Jim Hathaway is one of those who believe the co-op approach was a factor in winning community acceptance of the WWE facility. He’s also a believer in the benefits to be derived by the local economy.

“I think this will be a tremendous boon to the area,” says Hathaway, president of the Dunn County Economic Development Commission as well as general manager and CEO of Menomonie-based Dunn Energy Cooperative. The organizers of WWE, Hathaway adds, “have to be the most patient people in the world to have gone through what they did to get this built.” Minutes later, as a walking tour of the plant begins, Hathaway explains the meaning of what the organizers had “gone through.”

They had to have respectful answers for project opponents claiming the steam plume—perhaps a hundred feet above ground and stretching about the same distance laterally—would cause pilots to become disoriented and crash on approaching or departing the Boyceville airport three miles away.

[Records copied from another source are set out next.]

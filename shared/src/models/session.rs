use crate::models::trainer::Trainer;
use serde::{Deserialize, Serialize};
use std::fmt;

/// Lifecycle state of a scheduled session
#[derive(Debug, Clone, Copy, Default, Serialize, Deserialize, PartialEq, Eq)]
#[serde(rename_all = "lowercase")]
pub enum SessionStatus {
    #[default]
    Upcoming,
    Ongoing,
    Completed,
}

impl fmt::Display for SessionStatus {
    fn fmt(&self, f: &mut fmt::Formatter<'_>) -> fmt::Result {
        let label = match self {
            SessionStatus::Upcoming => "upcoming",
            SessionStatus::Ongoing => "ongoing",
            SessionStatus::Completed => "completed",
        };
        f.write_str(label)
    }
}

/// A scheduled gym class occurrence as returned by the backend
#[derive(Debug, Clone, Serialize, Deserialize, PartialEq)]
pub struct Session {
    /// Backend identifier
    pub id: i64,

    /// Session name, e.g. "Morning Yoga"
    pub name: String,

    pub trainer_id: i64,

    pub category_id: i64,

    /// Start timestamp, `YYYY-MM-DD HH:MM:SS`
    pub start_date: String,

    /// End timestamp, `YYYY-MM-DD HH:MM:SS`
    pub end_date: String,

    /// Maximum number of members
    pub capacity: u32,

    #[serde(default)]
    pub status: SessionStatus,

    /// Trainer name denormalised by the backend, may be missing
    #[serde(default, skip_serializing_if = "Option::is_none")]
    pub trainer_name: Option<String>,

    /// Category name denormalised by the backend, may be missing
    #[serde(default, skip_serializing_if = "Option::is_none")]
    pub category_name: Option<String>,

    /// Embedded trainer record, when the backend includes it
    #[serde(default, skip_serializing_if = "Option::is_none")]
    pub trainer: Option<Trainer>,

    /// Members booked onto the session
    #[serde(default, skip_serializing_if = "Vec::is_empty")]
    pub members: Vec<serde_json::Value>,
}

impl Session {
    /// Number of members booked onto the session
    pub fn booked(&self) -> usize {
        self.members.len()
    }

    /// Booked share of capacity as a percentage, for the progress bar
    pub fn fill_percent(&self) -> f64 {
        if self.capacity == 0 {
            return 0.0;
        }
        self.booked() as f64 * 100.0 / f64::from(self.capacity)
    }
}
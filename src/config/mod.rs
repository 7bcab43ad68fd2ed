//! Configuration management for the match ledger engine
//!
//! This module handles configuration loading from environment variables or
//! a TOML file, validation, and default values.

pub mod app;
pub mod rating;

// Re-export commonly used types
pub use app::{validate_config, AppConfig, ServiceSettings};
pub use rating::RatingSettings;
//! Score validation for tennis sets and matches
//!
//! This module decides whether a submitted set-by-set score is a legal
//! tennis result, derives the match winner, and renders the canonical
//! score string.

pub mod validator;

// Re-export commonly used functions
pub use validator::{format_score, is_tiebreak, match_winner, played_sets, validate_set};
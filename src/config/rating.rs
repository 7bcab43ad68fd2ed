//! Rating system configuration

use serde::{Deserialize, Serialize};

/// Elo parameters
#[derive(Debug, Clone, Serialize, Deserialize)]
#[serde(default)]
pub struct RatingSettings {
    /// K factor: maximum rating movement per match
    pub k_factor: f64,
    /// Rating assigned to new players
    pub default_rating: i32,
}

impl Default for RatingSettings {
    fn default() -> Self {
        Self {
            k_factor: 32.0,
            default_rating: 1200,
        }
    }
}
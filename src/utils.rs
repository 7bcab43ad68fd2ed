//! Utility functions for the match ledger engine

use chrono::{DateTime, Utc};
use uuid::Uuid;

/// Generate a new unique match ID
pub fn generate_match_id() -> Uuid {
    Uuid::new_v4()
}

/// Get the current UTC timestamp
pub fn current_timestamp() -> DateTime<Utc> {
    Utc::now()
}

/// Calculate the absolute difference between two ratings
pub fn rating_difference(rating1: i32, rating2: i32) -> u32 {
    rating1.abs_diff(rating2)
}

#[cfg(test)]
mod tests {
    use super::*;

    #[test]
    fn test_generate_unique_ids() {
        let id1 = generate_match_id();
        let id2 = generate_match_id();
        assert_ne!(id1, id2);
    }

    #[test]
    fn test_rating_difference() {
        assert_eq!(rating_difference(1500, 1400), 100);
        assert_eq!(rating_difference(1400, 1500), 100);
        assert_eq!(rating_difference(1500, 1500), 0);
    }
}
//! Common types used throughout the match ledger engine

use chrono::{DateTime, Utc};
use serde::{Deserialize, Serialize};
use uuid::Uuid;

/// Unique identifier for players, supplied by the external identity context
pub type PlayerId = String;

/// Unique identifier for match records
pub type MatchId = Uuid;

/// Which side of a match a value refers to (player1 is always the reporter)
#[derive(Debug, Clone, Copy, PartialEq, Eq, Hash, Serialize, Deserialize)]
pub enum Side {
    Player1,
    Player2,
}

impl Side {
    /// The opposite side
    pub fn other(self) -> Side {
        match self {
            Side::Player1 => Side::Player2,
            Side::Player2 => Side::Player1,
        }
    }
}

impl std::fmt::Display for Side {
    fn fmt(&self, f: &mut std::fmt::Formatter<'_>) -> std::fmt::Result {
        match self {
            Side::Player1 => write!(f, "Player1"),
            Side::Player2 => write!(f, "Player2"),
        }
    }
}

/// Lifecycle state of a reported match
#[derive(Debug, Clone, Copy, PartialEq, Eq, Hash, Serialize, Deserialize)]
pub enum MatchStatus {
    /// Reported by one participant, awaiting the counterparty's response
    Pending,
    /// Counterparty confirmed; ratings have been applied (terminal)
    Confirmed,
    /// Counterparty rejected; no rating effect (terminal)
    Rejected,
}

impl MatchStatus {
    /// Whether this state admits no further transitions
    pub fn is_terminal(self) -> bool {
        matches!(self, MatchStatus::Confirmed | MatchStatus::Rejected)
    }
}

impl std::fmt::Display for MatchStatus {
    fn fmt(&self, f: &mut std::fmt::Formatter<'_>) -> std::fmt::Result {
        match self {
            MatchStatus::Pending => write!(f, "pending"),
            MatchStatus::Confirmed => write!(f, "confirmed"),
            MatchStatus::Rejected => write!(f, "rejected"),
        }
    }
}

/// Games won by each side in one set, as submitted by the reporter
///
/// Scores are unsigned by construction. A `0-0` entry is treated as an
/// unfilled placeholder and dropped during validation.
#[derive(Debug, Clone, Copy, PartialEq, Eq, Serialize, Deserialize)]
pub struct SetScore {
    pub player1: u32,
    pub player2: u32,
    /// Points scored by the set loser in the tiebreak, when one was played
    pub tiebreak_loser_points: Option<u32>,
}

impl SetScore {
    /// Create a set score without tiebreak detail
    pub fn new(player1: u32, player2: u32) -> Self {
        Self {
            player1,
            player2,
            tiebreak_loser_points: None,
        }
    }

    /// Create a set score with the loser's tiebreak points
    pub fn with_tiebreak(player1: u32, player2: u32, loser_points: u32) -> Self {
        Self {
            player1,
            player2,
            tiebreak_loser_points: Some(loser_points),
        }
    }

    /// Whether this entry is an unfilled `0-0` placeholder
    pub fn is_placeholder(&self) -> bool {
        self.player1 == 0 && self.player2 == 0
    }

    /// Games won by the given side in this set
    pub fn games_for(self, side: Side) -> u32 {
        match side {
            Side::Player1 => self.player1,
            Side::Player2 => self.player2,
        }
    }
}

/// A ladder participant with rating and aggregate record
#[derive(Debug, Clone, Serialize, Deserialize)]
pub struct Player {
    pub id: PlayerId,
    pub display_name: String,
    /// Elo rating; mutated only by confirmed-match application
    pub rating: i32,
    pub wins: u32,
    pub losses: u32,
    pub matches_played: u32,
    pub created_at: DateTime<Utc>,
    pub updated_at: DateTime<Utc>,
}

impl Player {
    /// Create a new player with the given initial rating
    pub fn new(id: PlayerId, display_name: impl Into<String>, initial_rating: i32) -> Self {
        let now = crate::utils::current_timestamp();
        Self {
            id,
            display_name: display_name.into(),
            rating: initial_rating,
            wins: 0,
            losses: 0,
            matches_played: 0,
            created_at: now,
            updated_at: now,
        }
    }
}

/// One reported contest between two players
#[derive(Debug, Clone, Serialize, Deserialize)]
pub struct MatchRecord {
    pub id: MatchId,
    /// The reporting participant
    pub player1_id: PlayerId,
    /// The declared opponent
    pub player2_id: PlayerId,
    /// Must equal one of the two participant ids
    pub winner_id: PlayerId,
    /// Canonical score string, winner-perspective (e.g. "6-4, 7-6(5)")
    pub score: String,
    pub status: MatchStatus,
    pub reported_by_id: PlayerId,
    /// Populated only once the match is confirmed
    pub player1_rating_change: Option<i32>,
    pub player2_rating_change: Option<i32>,
    pub created_at: DateTime<Utc>,
    pub confirmed_by_id: Option<PlayerId>,
    pub confirmed_at: Option<DateTime<Utc>>,
}

impl MatchRecord {
    /// Whether the given player is one of the two participants
    pub fn is_participant(&self, player_id: &PlayerId) -> bool {
        &self.player1_id == player_id || &self.player2_id == player_id
    }

    /// The participant who did not report the match
    pub fn counterparty(&self) -> &PlayerId {
        if self.reported_by_id == self.player1_id {
            &self.player2_id
        } else {
            &self.player1_id
        }
    }

    /// The participant who lost, per the recorded winner
    pub fn loser_id(&self) -> &PlayerId {
        if self.winner_id == self.player1_id {
            &self.player2_id
        } else {
            &self.player1_id
        }
    }
}

/// A raw match submission from the reporting participant
#[derive(Debug, Clone, Serialize, Deserialize)]
pub struct MatchProposal {
    pub reporter_id: PlayerId,
    pub opponent_id: PlayerId,
    /// Declared winner; must agree with the winner derived from `sets`
    pub winner_id: PlayerId,
    pub sets: Vec<SetScore>,
}

/// Counterparty decision on a pending match
#[derive(Debug, Clone, Copy, PartialEq, Eq, Serialize, Deserialize)]
pub enum RespondDecision {
    Confirm,
    Reject,
}

/// Symmetric rating changes produced by one confirmed match
#[derive(Debug, Clone, Copy, PartialEq, Eq, Serialize, Deserialize)]
pub struct RatingDelta {
    /// Always positive
    pub winner_change: i32,
    /// Always negative
    pub loser_change: i32,
}

#[cfg(test)]
mod tests {
    use super::*;

    #[test]
    fn test_side_other() {
        assert_eq!(Side::Player1.other(), Side::Player2);
        assert_eq!(Side::Player2.other(), Side::Player1);
    }

    #[test]
    fn test_status_terminal() {
        assert!(!MatchStatus::Pending.is_terminal());
        assert!(MatchStatus::Confirmed.is_terminal());
        assert!(MatchStatus::Rejected.is_terminal());
    }

    #[test]
    fn test_set_score_placeholder() {
        assert!(SetScore::new(0, 0).is_placeholder());
        assert!(!SetScore::new(6, 0).is_placeholder());
        assert!(!SetScore::new(0, 6).is_placeholder());
    }

    #[test]
    fn test_set_score_games_for() {
        let set = SetScore::new(6, 4);
        assert_eq!(set.games_for(Side::Player1), 6);
        assert_eq!(set.games_for(Side::Player2), 4);
    }

    fn pending_record() -> MatchRecord {
        MatchRecord {
            id: crate::utils::generate_match_id(),
            player1_id: "alice".to_string(),
            player2_id: "bob".to_string(),
            winner_id: "bob".to_string(),
            score: "6-4".to_string(),
            status: MatchStatus::Pending,
            reported_by_id: "alice".to_string(),
            player1_rating_change: None,
            player2_rating_change: None,
            created_at: crate::utils::current_timestamp(),
            confirmed_by_id: None,
            confirmed_at: None,
        }
    }

    #[test]
    fn test_match_record_helpers() {
        let record = pending_record();

        assert!(record.is_participant(&"alice".to_string()));
        assert!(record.is_participant(&"bob".to_string()));
        assert!(!record.is_participant(&"mallory".to_string()));
        assert_eq!(record.counterparty(), "bob");
        assert_eq!(record.loser_id(), "alice");
    }

    #[test]
    fn test_match_record_json_round_trip() {
        let record = pending_record();

        let value = serde_json::to_value(&record).unwrap();
        assert_eq!(value["status"], "Pending");
        assert_eq!(value["score"], "6-4");
        assert!(value["player1_rating_change"].is_null());
        assert!(value["confirmed_by_id"].is_null());
        assert!(value["confirmed_at"].is_null());

        let back: MatchRecord = serde_json::from_value(value).unwrap();
        assert_eq!(back.id, record.id);
        assert_eq!(back.winner_id, record.winner_id);
        assert_eq!(back.status, record.status);
        assert_eq!(back.created_at, record.created_at);
    }

    #[test]
    fn test_new_player_record_is_empty() {
        let player = Player::new("p1".to_string(), "Alice", 1200);
        assert_eq!(player.rating, 1200);
        assert_eq!(player.wins, 0);
        assert_eq!(player.losses, 0);
        assert_eq!(player.matches_played, 0);
    }
}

They had to respond to worries about noise levels, which, in reality, make conversation difficult within the plant but quickly diminish a few yards outside.

And they had to answer concerns that the fermenting operation would pollute the air with offensive odors.

The aroma of yeast becomes apparent as we near the plant on foot; it’s not exactly the same as bread rising but not terribly dissimilar. Hathaway laughs, “That was one of the big issues, how bad it was going to stink.”

The Kernel of an Idea

The creation of Western Wisconsin Energy was first discussed in the summer of 2001 among farmers who had been meeting for several years as a grain-marketing club. One member, Paul Harrison, said the failure of the Menomonie project combined with the club’s grain-marketing experiences “got us thinking about value-added.”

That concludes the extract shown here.